Final result of real-time message: "Hello, this is Alice!"
This example outputs "Hello Bob, this is Alice!" then <d n='4' p='5'/> deletes 4 characters from position 5. The Element <d/> – Forward Delete removes the text " Bob" including the preceding space character.

7.3.2 Inserting Text Into Message

<message to='bob@example.com' from='alice@example.com/home' type='chat' id='a01'>
  <rtt xmlns='urn:xmpp:rtt:0' seq='123001' event='new'>
    <t>Hello, this is Alice!</t>
    <t p='5'> Bob</t>
  </rtt>
</message>

Final result of real-time message: "Hello Bob, this is Alice!"
This is because this example outputs "Hello, this is Alice!" then the <t p='5'> inserts the specified text " Bob" at position 5, using Element <t/> – Insert Text.

7.3.3 Deleting and Replacing Text In Message

<message to='bob@example.com' from='alice@example.com/home' type='chat' id='a01'>
  <rtt xmlns='urn:xmpp:rtt:0' seq='123001' event='new'>
    <t>Hello Bob, tihsd is Alice!</t>
    <d p='11' n='5'/>
    <t p='11'>this</t>
  </rtt>
</message>

Final result of real-time message: "Hello Bob, this is Alice!"
This example outputs "Hello Bob, tihsd is Alice!", then <d p='11' n='5'/> deletes 5 characters at position 11 in the string of text (which erases the mistyped word "tihsd"). Finally, <t p='11'>this</t> inserts the text "this" place of the original misspelled word.

7.3.4 Multiple Message Edits

This is an example message containing multiple consecutive real-time message edits. This illustrates valid use of the <rtt/> element.

<message to='bob@example.com' from='alice@example.com/home' type='chat' id='a01'>
  <rtt xmlns='urn:xmpp:rtt:0' seq='123001' event='new'>
    <t>Helo</t>
    <e/>
    <t>lo...planet</t>
    <e n='6'/>
    <t> World</t>
    <d n='3' p='5'/>
    <t p='5'> there,</t>
  </rtt>
</message>

Resulting real-time message: "Hello there, World", completed in the following series of action elements:

Table 3:

Element	Action	Real -Time Message	Cursor Position*
<t>Helo</t>	Output "Helo"	Helo	4
<e/>	Backspace 1 character from end of line.	Hel	3
<t>lo...planet</t>	Output "lo...planet" at end of line.	Hello...planet	14
<e n='6'/>	Backspace 6 characters from end of line	Hello...	8
<t> World</t>	Output " World" at end of line.	Hello... World	14
<d n='3' p='5'/>	Delete 3 characters at position 5	Hello World	5
<t p='5'> there,</t>	Output " there," at position 5	Hello there, World	12

*The Cursor Position column is only relevant if the Optional Remote Cursor is implemented.
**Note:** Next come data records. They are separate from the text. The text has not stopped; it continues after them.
//! Products and their listing parameters

use std::collections::HashSet;
use std::fmt;
use std::str::FromStr;

use async_trait::async_trait;
use chrono::{DateTime, Utc};
use once_cell::sync::Lazy;
use serde::{Deserialize, Serialize};
use tokio_util::sync::CancellationToken;
use uuid::Uuid;

use super::category::{Category, CategoryId};
use crate::memory::MemoryStore;
use crate::repository::{Entity, IncludeLoader, RepositoryResult, Violation};
use crate::specification::{
    Criteria, IncludePath, OrderDirection, PageRequest, Predicate, QuerySettings, SortFields,
    Specification,
};

/// Product identifier
pub type ProductId = u64;

/// Include path that attaches [`Product::category`]
pub const CATEGORY_INCLUDE: &str = "category";

/// Lifecycle state of a product
#[derive(Debug, Clone, Copy, PartialEq, Eq, Hash, Serialize, Deserialize)]
#[serde(rename_all = "snake_case")]
pub enum ProductStatus {
    Draft,
    Active,
    Discontinued,
}

impl ProductStatus {
    pub fn as_str(&self) -> &'static str {
        match self {
            Self::Draft => "draft",
            Self::Active => "active",
            Self::Discontinued => "discontinued",
        }
    }

    /// Position in the lifecycle, used for sorting
    fn rank(&self) -> i64 {
        match self {
            Self::Draft => 0,
            Self::Active => 1,
            Self::Discontinued => 2,
        }
    }
}

impl fmt::Display for ProductStatus {
    fn fmt(&self, f: &mut fmt::Formatter<'_>) -> fmt::Result {
        f.pad(self.as_str())
    }
}

impl FromStr for ProductStatus {
    type Err = String;

    fn from_str(s: &str) -> Result<Self, Self::Err> {
        match s.trim().to_ascii_lowercase().as_str() {
            "draft" => Ok(Self::Draft),
            "active" => Ok(Self::Active),
            "discontinued" => Ok(Self::Discontinued),
            other => Err(format!(
                "unknown status '{}', expected one of: draft, active, discontinued",
                other
            )),
        }
    }
}

/// Supplier address, a value object nested in [`Product`]
#[derive(Debug, Clone, PartialEq, Eq, Serialize, Deserialize)]
pub struct Address {
    pub city: String,
    pub country: String,
}

#[derive(Debug, Clone, PartialEq, Eq, Serialize, Deserialize)]
pub struct Product {
    pub id: ProductId,
    pub name: String,
    #[serde(default, skip_serializing_if = "Option::is_none")]
    pub description: Option<String>,
    pub owner_id: Uuid,
    pub status: ProductStatus,
    pub category_id: CategoryId,
    pub price_cents: i64,
    pub created_at: DateTime<Utc>,
    pub supplier: Address,
    /// Filled only when the `category` include is requested
    #[serde(default, skip_serializing_if = "Option::is_none")]
    pub category: Option<Category>,
}

impl Entity for Product {
    type Id = ProductId;
    const TYPE_NAME: &'static str = "Product";

    fn id(&self) -> &ProductId {
        &self.id
    }

    fn validate(&self) -> Result<(), Violation> {
        if self.name.trim().is_empty() {
            return Err(Violation::new("name", "must not be empty"));
        }
        if self.price_cents < 0 {
            return Err(Violation::new(
                "price_cents",
                format!("must not be negative, got {}", self.price_cents),
            ));
        }
        Ok(())
    }
}

/// Fields a product listing may be sorted by
pub static PRODUCT_SORT_FIELDS: Lazy<SortFields<Product>> = Lazy::new(|| {
    SortFields::new()
        .field("id", |p: &Product| p.id.into())
        .field("name", |p: &Product| p.name.to_lowercase().into())
        .field("price", |p: &Product| p.price_cents.into())
        .field("created_at", |p: &Product| p.created_at.into())
        .field("status", |p: &Product| p.status.rank().into())
});

/// Caller-facing product listing parameters
///
/// Every present criterion narrows the result. Without a sort field the
/// listing is ordered by `id` so that pages are stable.
#[derive(Debug, Clone, Default, PartialEq, Eq, Serialize, Deserialize)]
#[serde(default)]
pub struct ProductFilter {
    /// Case-insensitive name substring
    pub name: Option<String>,
    /// Case-insensitive description substring; products without one never match
    pub description: Option<String>,
    pub owner_id: Option<Uuid>,
    /// Any of these statuses
    pub statuses: Vec<ProductStatus>,
    /// Any of these IDs
    pub ids: Vec<ProductId>,
    pub category_id: Option<CategoryId>,
    /// Case-insensitive substring of the supplier's city
    pub supplier_city: Option<String>,
    pub sort: Option<String>,
    pub order: OrderDirection,
    #[serde(flatten)]
    pub page: PageRequest,
    /// Attach each product's category
    pub include_category: bool,
}

impl ProductFilter {
    /// Translate the parameters into a product specification
    pub fn into_specification(
        self,
        settings: &QuerySettings,
    ) -> RepositoryResult<Specification<Product>> {
        let criteria = Criteria::new()
            .and_some(self.name, |name| {
                Predicate::contains_text(|p: &Product| Some(p.name.as_str()), name)
            })
            .and_some(self.description, |text| {
                Predicate::contains_text(|p: &Product| p.description.as_deref(), text)
            })
            .and_some(self.owner_id, |owner| {
                Predicate::eq(|p: &Product| &p.owner_id, owner)
            })
            .and_if(!self.statuses.is_empty(), || {
                Predicate::member_of(|p: &Product| &p.status, self.statuses)
            })
            .and_if(!self.ids.is_empty(), || {
                Predicate::member_of(|p: &Product| &p.id, self.ids)
            })
            .and_some(self.category_id, |category| {
                Predicate::eq(|p: &Product| &p.category_id, category)
            })
            .and_some(self.supplier_city, |city| {
                Predicate::contains_text(|p: &Product| Some(p.supplier.city.as_str()), city)
            });

        let mut builder = Specification::builder().named("products");
        if !criteria.is_empty() {
            builder = builder.filter(criteria.build());
        }
        if self.include_category {
            builder = builder.include(CATEGORY_INCLUDE);
        }
        builder
            .order_by_field(
                &PRODUCT_SORT_FIELDS,
                self.sort.as_deref().unwrap_or("id"),
                self.order,
            )
            .page_request(self.page, settings)
            .build()
    }
}

/// Attaches categories to products with one batched read
#[derive(Clone)]
pub struct CategoryInclude {
    categories: MemoryStore<Category>,
}

impl CategoryInclude {
    pub fn new(categories: MemoryStore<Category>) -> Self {
        Self { categories }
    }
}

#[async_trait]
impl IncludeLoader<Product> for CategoryInclude {
    async fn load(
        &self,
        products: &mut [Product],
        _path: &IncludePath,
        cancel: &CancellationToken,
    ) -> RepositoryResult<()> {
        let ids: Vec<CategoryId> = products
            .iter()
            .map(|p| p.category_id)
            .collect::<HashSet<_>>()
            .into_iter()
            .collect();
        let by_id = self.categories.get_many(&ids, cancel).await?;
        for product in products.iter_mut() {
            product.category = by_id.get(&product.category_id).cloned();
        }
        Ok(())
    }
}

/// Product store with the `category` include wired to `categories`
pub fn product_store(
    products: Vec<Product>,
    categories: MemoryStore<Category>,
) -> MemoryStore<Product> {
    MemoryStore::from(products).with_include(CATEGORY_INCLUDE, CategoryInclude::new(categories))
}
This example does not illustrate Preserving Key Press Intervals. Also, it is noted that most situations, during normal typing speeds at a normal Transmission Interval, the series of Action Elements will typically be spread over multiple separate <rtt/> elements.

7.4 Examples of Key Press Intervals

7.4.1 Comparison With and Without Intervals

All examples shown below, result in the same real-time message “HELLO”. Only the last example follows Preserving Key Press Intervals.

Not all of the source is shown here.